As G.K. Chesterton wrote, “Man is more himself, man is more manlike, when joy is the fundamental thing in him, and grief the superficial. Melancholy should be an innocent interlude, a tender and fugitive frame of mind; praise should be the permanent pulsation of the soul. Pessimism is at best an emotional half-holiday; joy is the uproarious labor by which all things live.” (159)

We need stories about Hope: The anticipation of good not yet here, or as yet unseen.

How can we have stories about the incredible power of hope when the arrival of good seems inevitable? Hope finds its power when all hope seems lost. Few stories do this better than the Lord Of The Rings. The power and strength of Mordor seemed unfathomable and overwhelming, and yet the characters fighting for good held on to hope, and hope carried them to victory. Those that lost hope (Saruman and Denethor) met horrible ends. The might of hope shown through. The Lord Of The Rings is a story about hope, not darkness and despair.

We need stories about Love: The decision to will the good of another.

As Jesus says perfectly in Matthew 5:46, “If you love those who love you, what reward will you get? Are not even the tax collectors doing that?” How will your readers see the power of love if you have not enemies in your story in need of love? Don’t add evil people into your story to show how evil the world is. Put in the darkness to make the light appear all the brighter. For once, I’d like to see a “love” side-plot that is really about love, and not about the selfish romantic desires of the male and female leads. How more powerful would the strength of love show through if these characters were to actually act in opposition to their romantic desires, and instead, do what is really best for the other person?
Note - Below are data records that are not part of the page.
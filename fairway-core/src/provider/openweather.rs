use async_trait::async_trait;
use chrono::{DateTime, Utc};
use reqwest::Client;
use serde::Deserialize;

use crate::{
    error::WeatherError,
    model::{Coordinate, WeatherReport, WindSample},
};

use super::{WeatherProvider, fetch_body};

const DEFAULT_BASE_URL: &str = "https://api.openweathermap.org/data/2.5";

#[derive(Debug, Clone)]
pub struct OpenWeatherProvider {
    api_key: String,
    base_url: String,
    http: Client,
}

impl OpenWeatherProvider {
    pub fn new(api_key: String) -> Self {
        Self { api_key, base_url: DEFAULT_BASE_URL.to_string(), http: Client::new() }
    }

    pub fn with_base_url(mut self, base_url: impl Into<String>) -> Self {
        self.base_url = base_url.into().trim_end_matches('/').to_string();
        self
    }

    async fn fetch_current(&self, at: Coordinate) -> Result<WeatherReport, WeatherError> {
        let url = format!("{}/weather", self.base_url);
        let request = self.http.get(&url).query(&[
            ("lat", at.latitude.to_string()),
            ("lon", at.longitude.to_string()),
            ("appid", self.api_key.clone()),
            ("units", "metric".to_string()),
        ]);

        let body = fetch_body(request, "OpenWeather current weather").await?;
        parse_current(&body)
    }
}

#[derive(Debug, Deserialize)]
struct OwMain {
    temp: Option<f64>,
    humidity: Option<u8>,
}

#[derive(Debug, Deserialize)]
struct OwWeather {
    description: String,
}

#[derive(Debug, Deserialize)]
struct OwWind {
    speed: f64,
    deg: f64,
}

#[derive(Debug, Deserialize)]
struct OwCurrentResponse {
    #[serde(default)]
    name: Option<String>,
    dt: Option<i64>,
    main: Option<OwMain>,
    #[serde(default)]
    weather: Vec<OwWeather>,
    wind: OwWind,
}

pub(crate) fn parse_current(body: &str) -> Result<WeatherReport, WeatherError> {
    let parsed: OwCurrentResponse = serde_json::from_str(body)
        .map_err(|e| WeatherError::Parse(format!("OpenWeather current JSON: {e}")))?;

    let wind = WindSample::new(parsed.wind.speed, parsed.wind.deg)?;
    let observed_at = parsed.dt.and_then(unix_to_utc).unwrap_or_else(Utc::now);
    let description = parsed.weather.into_iter().next().map(|w| w.description);

    Ok(WeatherReport {
        provider: "openweather".to_string(),
        location_name: parsed.name.filter(|n| !n.is_empty()),
        wind,
        temperature_c: parsed.main.as_ref().and_then(|m| m.temp),
        humidity_pct: parsed.main.as_ref().and_then(|m| m.humidity),
        description,
        observed_at,
    })
}

#[async_trait]
impl WeatherProvider for OpenWeatherProvider {
    async fn current_weather(&self, at: Coordinate) -> Result<WeatherReport, WeatherError> {
        self.fetch_current(at).await
    }
}

fn unix_to_utc(ts: i64) -> Option<DateTime<Utc>> {
    DateTime::from_timestamp(ts, 0)
}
That is love!

We need stories about Courage: The quality of mind and spirit that enables you to act rightly in the face of uncertainty, difficulty, danger, pain, or fear.

Courage is not the absence of uncertainly, difficulty, danger, pain, or fear…it’s doing good despite such terrors. The greater the danger, the greater the pain, the greater the fear, the greater the darkness…the greater the potential of courage! How incredible is that? Yet courage is the emphasis, not the danger, not the pain, not the fear.
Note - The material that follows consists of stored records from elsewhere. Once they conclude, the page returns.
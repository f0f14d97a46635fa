//! What the display layer renders: heading, wind relative to heading, and the
//! selected hole, combined from the component observables.

use tokio::sync::watch;

use crate::{
    acquisition::{WeatherAcquisition, WindReading},
    config::WeatherSettings,
    course::{CourseResolver, Hole, Selection},
    direction::{self, CompassPoint},
    heading::{HeadingOrigin, HeadingSource, HeadingUpdate},
    model::{OperationStatus, WindStrength},
};

/// Eases the displayed wind direction toward each new sample.
#[derive(Debug, Clone)]
pub struct WindSmoother {
    enabled: bool,
    factor: f64,
    displayed: Option<f64>,
}

impl WindSmoother {
    pub fn new(enabled: bool, factor: f64) -> Self {
        Self { enabled, factor, displayed: None }
    }

    pub fn from_settings(settings: &WeatherSettings) -> Self {
        Self::new(settings.smoothing, settings.smoothing_factor)
    }

    /// Feed a new direction and return the one to display. The first sample,
    /// and every sample while disabled, is shown as is.
    pub fn update(&mut self, direction_deg: f64) -> f64 {
        let next = match self.displayed {
            Some(current) if self.enabled => direction::interpolate(current, direction_deg, self.factor),
            _ => direction::normalize(direction_deg),
        };
        self.displayed = Some(next);
        next
    }

    pub fn displayed(&self) -> Option<f64> {
        self.displayed
    }
}

#[derive(Debug, Clone, PartialEq)]
pub struct WindView {
    pub speed_mps: f64,
    /// Displayed direction the wind blows from, after smoothing.
    pub direction_deg: f64,
    /// Arrow rotation on a heading-up display.
    pub relative_angle: f64,
    pub label: CompassPoint,
    pub strength: WindStrength,
    /// Set when the reading is a stale or synthetic fallback.
    pub stale: bool,
}

#[derive(Debug, Clone, PartialEq)]
pub struct DisplaySnapshot {
    pub heading: f64,
    pub heading_origin: Option<HeadingOrigin>,
    pub wind: Option<WindView>,
    pub hole: Option<Hole>,
    pub selection: Selection,
    pub weather_status: OperationStatus,
}

#[derive(Debug)]
pub struct Dashboard {
    heading: watch::Receiver<Option<HeadingUpdate>>,
    weather: watch::Receiver<Option<WindReading>>,
    status: watch::Receiver<OperationStatus>,
    smoother: WindSmoother,
    last_reading: Option<WindReading>,
}

impl Dashboard {
    pub fn new(heading: &HeadingSource, weather: &WeatherAcquisition, settings: &WeatherSettings) -> Self {
        Self::from_receivers(
            heading.subscribe(),
            weather.latest(),
            weather.status(),
            WindSmoother::from_settings(settings),
        )
    }

    pub fn from_receivers(
        heading: watch::Receiver<Option<HeadingUpdate>>,
        weather: watch::Receiver<Option<WindReading>>,
        status: watch::Receiver<OperationStatus>,
        smoother: WindSmoother,
    ) -> Self {
        Self { heading, weather, status, smoother, last_reading: None }
    }

    pub fn snapshot(&mut self, courses: &CourseResolver) -> DisplaySnapshot {
        let heading = *self.heading.borrow_and_update();
        let reading = self.weather.borrow_and_update().clone();
        let weather_status = self.status.borrow_and_update().clone();

        let heading_deg = heading.map_or(0.0, |h| h.degrees);
        let wind = reading.map(|reading| self.wind_view(reading, heading_deg));

        DisplaySnapshot {
            heading: heading_deg,
            heading_origin: heading.map(|h| h.origin),
            wind,
            hole: courses.selected_hole(),
            selection: courses.selection(),
            weather_status,
        }
    }

    fn wind_view(&mut self, reading: WindReading, heading_deg: f64) -> WindView {
        let wind = reading.wind();
        // Smooth once per distinct reading, not once per snapshot.
        let direction_deg = match self.smoother.displayed() {
            Some(displayed) if self.last_reading.as_ref() == Some(&reading) => displayed,
            _ => self.smoother.update(wind.direction_deg()),
        };
        let stale = reading.is_degraded();
        self.last_reading = Some(reading);

        WindView {
            speed_mps: wind.speed_mps(),
            direction_deg,
            relative_angle: direction::relative_angle(direction_deg, heading_deg),
            label: direction::compass_label8(direction_deg),
            strength: wind.strength(),
            stale,
        }
    }

    /// Wait until the heading, wind or weather status changes. Returns `false`
    /// once the sources have shut down.
    pub async fn changed(&mut self) -> bool {
        tokio::select! {
            r = self.heading.changed() => r.is_ok(),
            r = self.weather.changed() => r.is_ok(),
            r = self.status.changed() => r.is_ok(),
        }
    }
}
Most incredible of all, is that all of these virtues are choices and actions that we are all capable of—capable because of Christ. Show this truth through your characters and your story. Be a writer of light. That’s how you write for the kingdom of God. Don’t write stories about the “rough stuff” of life, write about the whole truth—the greater truth that good will win in the end. Write stories about the light and the power of God—you may not even have to use His name.